Your goal - In this exercise, reproduce all the entries that follow exactly.

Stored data
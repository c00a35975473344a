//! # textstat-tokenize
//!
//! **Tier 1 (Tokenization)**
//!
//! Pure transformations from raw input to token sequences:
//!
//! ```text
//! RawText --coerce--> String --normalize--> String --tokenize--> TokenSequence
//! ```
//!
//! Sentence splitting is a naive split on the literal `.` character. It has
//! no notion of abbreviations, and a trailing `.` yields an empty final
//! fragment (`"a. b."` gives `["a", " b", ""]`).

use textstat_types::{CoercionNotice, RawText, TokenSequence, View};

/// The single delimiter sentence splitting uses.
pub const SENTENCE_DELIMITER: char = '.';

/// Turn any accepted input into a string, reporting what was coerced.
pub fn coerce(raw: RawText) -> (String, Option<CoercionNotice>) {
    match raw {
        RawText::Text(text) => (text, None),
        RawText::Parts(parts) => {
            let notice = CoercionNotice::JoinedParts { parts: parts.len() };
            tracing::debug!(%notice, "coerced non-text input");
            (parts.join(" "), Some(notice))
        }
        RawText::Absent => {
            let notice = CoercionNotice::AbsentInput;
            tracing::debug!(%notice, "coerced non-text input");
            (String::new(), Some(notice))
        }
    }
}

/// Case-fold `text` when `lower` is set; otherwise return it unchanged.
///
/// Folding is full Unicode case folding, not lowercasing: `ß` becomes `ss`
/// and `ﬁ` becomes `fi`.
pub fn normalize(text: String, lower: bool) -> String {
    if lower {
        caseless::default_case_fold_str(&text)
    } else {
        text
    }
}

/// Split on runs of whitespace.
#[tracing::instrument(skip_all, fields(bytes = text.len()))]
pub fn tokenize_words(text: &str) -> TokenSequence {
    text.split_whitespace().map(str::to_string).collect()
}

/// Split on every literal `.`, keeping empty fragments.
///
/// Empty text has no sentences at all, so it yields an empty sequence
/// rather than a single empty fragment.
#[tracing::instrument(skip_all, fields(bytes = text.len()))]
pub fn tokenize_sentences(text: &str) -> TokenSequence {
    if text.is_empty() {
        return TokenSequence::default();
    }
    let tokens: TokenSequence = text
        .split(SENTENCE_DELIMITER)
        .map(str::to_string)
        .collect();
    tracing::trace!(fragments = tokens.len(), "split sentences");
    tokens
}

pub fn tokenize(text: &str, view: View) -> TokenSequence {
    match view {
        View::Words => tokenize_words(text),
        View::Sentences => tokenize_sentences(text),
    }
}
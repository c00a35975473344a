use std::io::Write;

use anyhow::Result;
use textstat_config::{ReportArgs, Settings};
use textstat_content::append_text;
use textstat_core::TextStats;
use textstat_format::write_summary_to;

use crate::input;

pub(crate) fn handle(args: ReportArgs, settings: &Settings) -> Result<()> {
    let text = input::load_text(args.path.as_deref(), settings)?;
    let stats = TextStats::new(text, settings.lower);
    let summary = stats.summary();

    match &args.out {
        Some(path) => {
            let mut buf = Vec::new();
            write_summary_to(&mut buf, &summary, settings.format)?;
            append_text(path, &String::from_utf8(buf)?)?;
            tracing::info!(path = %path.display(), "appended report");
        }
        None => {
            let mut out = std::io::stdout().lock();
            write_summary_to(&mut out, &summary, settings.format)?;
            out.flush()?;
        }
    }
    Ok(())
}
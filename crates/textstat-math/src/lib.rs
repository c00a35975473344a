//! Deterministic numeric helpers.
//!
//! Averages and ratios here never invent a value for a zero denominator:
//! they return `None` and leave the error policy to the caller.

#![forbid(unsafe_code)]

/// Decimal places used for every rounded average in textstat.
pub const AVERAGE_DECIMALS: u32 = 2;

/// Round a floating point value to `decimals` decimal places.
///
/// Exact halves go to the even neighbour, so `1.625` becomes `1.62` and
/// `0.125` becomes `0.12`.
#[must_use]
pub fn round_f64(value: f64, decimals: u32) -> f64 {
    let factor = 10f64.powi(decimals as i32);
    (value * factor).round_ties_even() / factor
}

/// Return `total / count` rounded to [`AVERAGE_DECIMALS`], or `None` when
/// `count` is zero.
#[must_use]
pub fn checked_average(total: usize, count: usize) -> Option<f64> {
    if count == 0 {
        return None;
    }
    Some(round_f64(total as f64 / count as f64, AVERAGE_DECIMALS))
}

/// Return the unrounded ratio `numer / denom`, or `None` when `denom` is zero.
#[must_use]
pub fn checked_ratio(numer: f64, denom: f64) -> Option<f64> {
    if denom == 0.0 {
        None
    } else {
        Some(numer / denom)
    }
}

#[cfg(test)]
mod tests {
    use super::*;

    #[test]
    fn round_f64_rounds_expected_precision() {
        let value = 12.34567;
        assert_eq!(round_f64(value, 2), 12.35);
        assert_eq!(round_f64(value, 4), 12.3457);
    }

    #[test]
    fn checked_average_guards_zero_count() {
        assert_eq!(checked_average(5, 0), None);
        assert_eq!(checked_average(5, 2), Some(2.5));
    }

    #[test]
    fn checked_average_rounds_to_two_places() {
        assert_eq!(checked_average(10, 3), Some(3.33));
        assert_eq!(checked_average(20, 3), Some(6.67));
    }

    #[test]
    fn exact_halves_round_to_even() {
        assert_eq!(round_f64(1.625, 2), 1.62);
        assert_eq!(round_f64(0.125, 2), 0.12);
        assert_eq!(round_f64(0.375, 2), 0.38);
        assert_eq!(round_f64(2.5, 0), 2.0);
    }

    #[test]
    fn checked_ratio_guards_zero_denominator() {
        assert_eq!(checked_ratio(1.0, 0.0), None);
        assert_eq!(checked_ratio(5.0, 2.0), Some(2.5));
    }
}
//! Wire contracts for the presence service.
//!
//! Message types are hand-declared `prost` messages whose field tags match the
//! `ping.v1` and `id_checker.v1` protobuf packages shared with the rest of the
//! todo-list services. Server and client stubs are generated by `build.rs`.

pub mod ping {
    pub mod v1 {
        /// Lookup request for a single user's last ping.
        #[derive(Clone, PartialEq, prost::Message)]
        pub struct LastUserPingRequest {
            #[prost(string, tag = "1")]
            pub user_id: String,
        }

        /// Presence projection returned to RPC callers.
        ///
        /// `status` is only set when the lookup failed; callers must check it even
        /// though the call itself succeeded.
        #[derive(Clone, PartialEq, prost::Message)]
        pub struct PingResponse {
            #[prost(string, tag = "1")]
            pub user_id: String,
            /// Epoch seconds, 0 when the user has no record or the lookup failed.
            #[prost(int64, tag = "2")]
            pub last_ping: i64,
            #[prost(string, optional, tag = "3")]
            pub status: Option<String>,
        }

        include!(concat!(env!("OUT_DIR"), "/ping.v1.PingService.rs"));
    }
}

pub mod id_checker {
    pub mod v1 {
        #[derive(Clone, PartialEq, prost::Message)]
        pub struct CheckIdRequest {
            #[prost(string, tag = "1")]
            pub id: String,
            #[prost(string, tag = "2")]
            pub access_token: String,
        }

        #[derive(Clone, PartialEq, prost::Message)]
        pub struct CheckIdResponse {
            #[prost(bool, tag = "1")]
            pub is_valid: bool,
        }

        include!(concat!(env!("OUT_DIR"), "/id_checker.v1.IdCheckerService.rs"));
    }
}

Exercise result -
repository c00a35975473344a
//! # textstat-tokenize
//!
//! **Tier 1 (Tokenization)**
//!
//! Pure transformations from raw input to token sequences:
//!
//! ```text
//! RawText --coerce--> String --normalize--> String --tokenize--> TokenSequence
//! ```
//!
//! Sentence splitting is a naive split on the literal `.` character. It has
//! no notion of abbreviations, and a trailing `.` yields an empty final
//! fragment (`"a. b."` gives `["a", " b", ""]`).

use textstat_types::{CoercionNotice, RawText, TokenSequence, View};

/// The single delimiter sentence splitting uses.
pub const SENTENCE_DELIMITER: char = '.';

/// Turn any accepted input into a string, reporting what was coerced.
pub fn coerce(raw: RawText) -> (String, Option<CoercionNotice>) {
    match raw {
        RawText::Text(text) => (text, None),
        RawText::Parts(parts) => {
            let notice = CoercionNotice::JoinedParts { parts: parts.len() };
            tracing::debug!(%notice, "coerced non-text input");
            (parts.join(" "), Some(notice))
        }
        RawText::Absent => {
            let notice = CoercionNotice::AbsentInput;
            tracing::debug!(%notice, "coerced non-text input");
            (String::new(), Some(notice))
        }
    }
}

/// Case-fold `text` when `lower` is set; otherwise return it unchanged.
///
/// Folding is full Unicode case folding, not lowercasing: `ß` becomes `ss`
/// and `ﬁ` becomes `fi`.
pub fn normalize(text: String, lower: bool) -> String {
    if lower {
        caseless::default_case_fold_str(&text)
    } else {
        text
    }
}

/// Split on runs of whitespace.
#[tracing::instrument(skip_all, fields(bytes = text.len()))]
pub fn tokenize_words(text: &str) -> TokenSequence {
    text.split_whitespace().map(str::to_string).collect()
}

/// Split on every literal `.`, keeping empty fragments.
///
/// Empty text has no sentences at all, so it yields an empty sequence
/// rather than a single empty fragment.
#[tracing::instrument(skip_all, fields(bytes = text.len()))]
pub fn tokenize_sentences(text: &str) -> TokenSequence {
    if text.is_empty() {
        return TokenSequence::default();
    }
    let tokens: TokenSequence = text
        .split(SENTENCE_DELIMITER)
        .map(str::to_string)
        .collect();
    tracing::trace!(fragments = tokens.len(), "split sentences");
    tokens
}

pub fn tokenize(text: &str, view: View) -> TokenSequence {
    match view {
        View::Words => tokenize_words(text),
        View::Sentences => tokenize_sentences(text),
    }
}
repository c00a35975473344a
use std::io::Write;

use anyhow::Result;
use textstat_config::{ReportArgs, Settings};
use textstat_content::append_text;
use textstat_core::TextStats;
use textstat_format::write_summary_to;

use crate::input;

pub(crate) fn handle(args: ReportArgs, settings: &Settings) -> Result<()> {
    let text = input::load_text(args.path.as_deref(), settings)?;
    let stats = TextStats::new(text, settings.lower);
    let summary = stats.summary();

    match &args.out {
        Some(path) => {
            let mut buf = Vec::new();
            write_summary_to(&mut buf, &summary, settings.format)?;
            append_text(path, &String::from_utf8(buf)?)?;
            tracing::info!(path = %path.display(), "appended report");
        }
        None => {
            let mut out = std::io::stdout().lock();
            write_summary_to(&mut out, &summary, settings.format)?;
            out.flush()?;
        }
    }
    Ok(())
}
filename crates/textstat-math/src/lib.rs
repository c00a35975473344a
//! Deterministic numeric helpers.
//!
//! Averages and ratios here never invent a value for a zero denominator:
//! they return `None` and leave the error policy to the caller.

#![forbid(unsafe_code)]

/// Decimal places used for every rounded average in textstat.
pub const AVERAGE_DECIMALS: u32 = 2;

/// Round a floating point value to `decimals` decimal places.
///
/// Exact halves go to the even neighbour, so `1.625` becomes `1.62` and
/// `0.125` becomes `0.12`.
#[must_use]
pub fn round_f64(value: f64, decimals: u32) -> f64 {
    let factor = 10f64.powi(decimals as i32);
    (value * factor).round_ties_even() / factor
}

/// Return `total / count` rounded to [`AVERAGE_DECIMALS`], or `None` when
/// `count` is zero.
#[must_use]
pub fn checked_average(total: usize, count: usize) -> Option<f64> {
    if count == 0 {
        return None;
    }
    Some(round_f64(total as f64 / count as f64, AVERAGE_DECIMALS))
}

/// Return the unrounded ratio `numer / denom`, or `None` when `denom` is zero.
#[must_use]
pub fn checked_ratio(numer: f64, denom: f64) -> Option<f64> {
    if denom == 0.0 {
        None
    } else {
        Some(numer / denom)
    }
}

#[cfg(test)]
mod tests {
    use super::*;

    #[test]
    fn round_f64_rounds_expected_precision() {
        let value = 12.34567;
        assert_eq!(round_f64(value, 2), 12.35);
        assert_eq!(round_f64(value, 4), 12.3457);
    }

    #[test]
    fn checked_average_guards_zero_count() {
        assert_eq!(checked_average(5, 0), None);
        assert_eq!(checked_average(5, 2), Some(2.5));
    }

    #[test]
    fn checked_average_rounds_to_two_places() {
        assert_eq!(checked_average(10, 3), Some(3.33));
        assert_eq!(checked_average(20, 3), Some(6.67));
    }

    #[test]
    fn exact_halves_round_to_even() {
        assert_eq!(round_f64(1.625, 2), 1.62);
        assert_eq!(round_f64(0.125, 2), 0.12);
        assert_eq!(round_f64(0.375, 2), 0.38);
        assert_eq!(round_f64(2.5, 0), 2.0);
    }

    #[test]
    fn checked_ratio_guards_zero_denominator() {
        assert_eq!(checked_ratio(1.0, 0.0), None);
        assert_eq!(checked_ratio(5.0, 2.0), Some(2.5));
    }
}
//! Wire contracts for the presence service.
//!
//! Message types are hand-declared `prost` messages whose field tags match the
//! `ping.v1` and `id_checker.v1` protobuf packages shared with the rest of the
//! todo-list services. Server and client stubs are generated by `build.rs`.

pub mod ping {
    pub mod v1 {
        /// Lookup request for a single user's last ping.
        #[derive(Clone, PartialEq, prost::Message)]
        pub struct LastUserPingRequest {
            #[prost(string, tag = "1")]
            pub user_id: String,
        }

        /// Presence projection returned to RPC callers.
        ///
        /// `status` is only set when the lookup failed; callers must check it even
        /// though the call itself succeeded.
        #[derive(Clone, PartialEq, prost::Message)]
        pub struct PingResponse {
            #[prost(string, tag = "1")]
            pub user_id: String,
            /// Epoch seconds, 0 when the user has no record or the lookup failed.
            #[prost(int64, tag = "2")]
            pub last_ping: i64,
            #[prost(string, optional, tag = "3")]
            pub status: Option<String>,
        }

        include!(concat!(env!("OUT_DIR"), "/ping.v1.PingService.rs"));
    }
}

pub mod id_checker {
    pub mod v1 {
        #[derive(Clone, PartialEq, prost::Message)]
        pub struct CheckIdRequest {
            #[prost(string, tag = "1")]
            pub id: String,
            #[prost(string, tag = "2")]
            pub access_token: String,
        }

        #[derive(Clone, PartialEq, prost::Message)]
        pub struct CheckIdResponse {
            #[prost(bool, tag = "1")]
            pub is_valid: bool,
        }

        include!(concat!(env!("OUT_DIR"), "/id_checker.v1.IdCheckerService.rs"));
    }
}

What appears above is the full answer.